Enumera as camadas linguísticas que um bom processador de língua natural deve percorrer, além de trazer aspectos de divisão no campo da linguísticas e notas de implementação[i]
Introdução
Pardo traz questões iniciais sobre a nossa
relação com a linguagem, com o mundo pela linguagem e mesmo se a nossa cognição
sofisticada depende da linguagem. A linguagem seria algo genético? É uma
manifestação do inconsciente (Lacan)? Pensamos em alguma língua, por exemplo,
em português?
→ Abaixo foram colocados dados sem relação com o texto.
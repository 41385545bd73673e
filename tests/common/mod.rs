#![allow(dead_code)]

use std::{
    sync::{
        atomic::{AtomicUsize, Ordering},
        Arc,
    },
    time::Duration,
};

use axum::{
    extract::{Query, State},
    http::{header, Method, StatusCode},
    response::{IntoResponse, Response},
    routing::{get, post},
    Json, Router,
};
use serde::Deserialize;
use serde_json::{json, Value as JsonValue};

#[derive(Clone, Default)]
struct MockState {
    hits: Arc<AtomicUsize>,
    retry_hits: Arc<AtomicUsize>,
    in_flight: Arc<AtomicUsize>,
    peak_in_flight: Arc<AtomicUsize>,
}

/// Tracks overlapping requests for the lifetime of one handler call.
struct InFlight(Arc<AtomicUsize>);

impl MockState {
    fn enter(&self) -> InFlight {
        self.hits.fetch_add(1, Ordering::SeqCst);
        let now = self.in_flight.fetch_add(1, Ordering::SeqCst) + 1;
        self.peak_in_flight.fetch_max(now, Ordering::SeqCst);
        InFlight(Arc::clone(&self.in_flight))
    }
}

impl Drop for InFlight {
    fn drop(&mut self) {
        self.0.fetch_sub(1, Ordering::SeqCst);
    }
}

#[derive(Debug, Deserialize)]
struct DataParams {
    error: Option<u16>,
    delay: Option<f64>,
    #[serde(default)]
    return_text: bool,
    /// Echoed back so callers can tell responses apart.
    n: Option<String>,
}

async fn root() -> Json<JsonValue> {
    Json(json!({"message": "Test server is running"}))
}

async fn data_handler(
    method: Method,
    State(state): State<MockState>,
    Query(params): Query<DataParams>,
    body: String,
) -> Response {
    let _guard = state.enter();

    if let Some(delay) = params.delay.filter(|delay| *delay > 0.0) {
        tokio::time::sleep(Duration::from_secs_f64(delay)).await;
    }

    if let Some(code) = params.error {
        let status = StatusCode::from_u16(code).unwrap_or(StatusCode::INTERNAL_SERVER_ERROR);
        return (status, Json(json!({"detail": format!("Simulated Error {code}")})))
            .into_response();
    }

    if params.return_text {
        return (
            StatusCode::OK,
            [(header::CONTENT_TYPE, "text/plain")],
            "This is plain text",
        )
            .into_response();
    }

    let mut payload = json!({"message": "success", "method": method.as_str()});
    if let Some(tag) = params.n {
        payload["n"] = json!(tag);
    }
    if let Ok(data) = serde_json::from_str::<JsonValue>(&body) {
        payload["received_data"] = data;
    }
    let status = if method == Method::POST || method == Method::PUT {
        StatusCode::CREATED
    } else {
        StatusCode::OK
    };
    (status, Json(payload)).into_response()
}

/// Fails twice with 503, then succeeds and resets.
async fn data_retry(State(state): State<MockState>) -> Response {
    let _guard = state.enter();
    let count = state.retry_hits.fetch_add(1, Ordering::SeqCst) + 1;
    if count <= 2 {
        return (
            StatusCode::SERVICE_UNAVAILABLE,
            Json(json!({"detail": "Service temporarily unavailable"})),
        )
            .into_response();
    }
    state.retry_hits.store(0, Ordering::SeqCst);
    Json(json!({"message": "success after retries", "attempt": count})).into_response()
}

async fn req1(State(state): State<MockState>) -> Json<JsonValue> {
    let _guard = state.enter();
    Json(json!({"id": 1, "data": "Response from /req1"}))
}

async fn req2(State(state): State<MockState>, body: String) -> Json<JsonValue> {
    let _guard = state.enter();
    let received = serde_json::from_str::<JsonValue>(&body).unwrap_or(JsonValue::Null);
    Json(json!({"id": 2, "status": "Created resource from /req2", "received": received}))
}

async fn req3(State(state): State<MockState>) -> Json<JsonValue> {
    let _guard = state.enter();
    Json(json!({"id": 3, "info": "Response from /req3"}))
}

async fn malformed(State(state): State<MockState>) -> Response {
    let _guard = state.enter();
    (
        StatusCode::OK,
        [(header::CONTENT_TYPE, "application/json")],
        "{\"message\": \"truncated",
    )
        .into_response()
}

pub struct TestServer {
    pub base_url: String,
    state: MockState,
    task: tokio::task::JoinHandle<()>,
}

impl Drop for TestServer {
    fn drop(&mut self) {
        self.task.abort();
    }
}

impl TestServer {
    pub fn hits(&self) -> usize {
        self.state.hits.load(Ordering::SeqCst)
    }

    pub fn peak_in_flight(&self) -> usize {
        self.state.peak_in_flight.load(Ordering::SeqCst)
    }
}

pub async fn spawn_server() -> TestServer {
    let state = MockState::default();

    let app = Router::new()
        .route("/", get(root))
        .route(
            "/data",
            get(data_handler)
                .post(data_handler)
                .put(data_handler)
                .delete(data_handler),
        )
        .route("/data_retry", get(data_retry))
        .route("/req1", get(req1))
        .route("/req2", post(req2))
        .route("/req3", get(req3))
        .route("/malformed", get(malformed))
        .with_state(state.clone());

    let listener = tokio::net::TcpListener::bind("127.0.0.1:0")
        .await
        .expect("must bind test listener");
    let address = listener.local_addr().expect("must have local addr");
    let task = tokio::spawn(async move {
        axum::serve(listener, app)
            .await
            .expect("mock server must run");
    });

    TestServer {
        base_url: format!("http://{address}"),
        state,
        task,
    }
}

/// Mock server on its own runtime, for tests that drive the blocking handler.
pub struct BackgroundServer {
    pub server: TestServer,
    _runtime: tokio::runtime::Runtime,
}

impl std::ops::Deref for BackgroundServer {
    type Target = TestServer;

    fn deref(&self) -> &TestServer {
        &self.server
    }
}

pub fn spawn_background_server() -> BackgroundServer {
    let runtime = tokio::runtime::Builder::new_multi_thread()
        .worker_threads(2)
        .enable_all()
        .build()
        .expect("must build server runtime");
    let server = runtime.block_on(spawn_server());
    BackgroundServer {
        server,
        _runtime: runtime,
    }
}

/// An address nothing listens on.
pub fn unused_base_url() -> String {
    let listener = std::net::TcpListener::bind("127.0.0.1:0").expect("must bind probe listener");
    let address = listener.local_addr().expect("must have local addr");
    drop(listener);
    format!("http://{address}")
}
Harari[ii],
conforme mostra Pardo, destaca o papel da linguagem em nossa evolução e cunha a
Revolução Cognitiva em um período entre 70 a 30 mil anos atrás, tendo como
teoria mais aceita mutações genéticas acidentais. Já Daniel Everett[iii], que morou no Brasil,
traz o pensamento de Chomsky da linguagem inata, a gramática universal,
codificada geneticamente. Se é assim, já nasceríamos com a gramática. Mas Everett
rechaça essa ideia, por falta de provas de tal hereditariedade ou gene da
linguagem (FOXP 2), existente em outros animais. É aí que entra o dilema da IA,
a dificuldade de nós explicarmos nosso cérebro. E a dificuldade
de um cérebro artificial[iv]. Isso mostra como essas
questões linguísticas influenciam a tecnologia da linguagem.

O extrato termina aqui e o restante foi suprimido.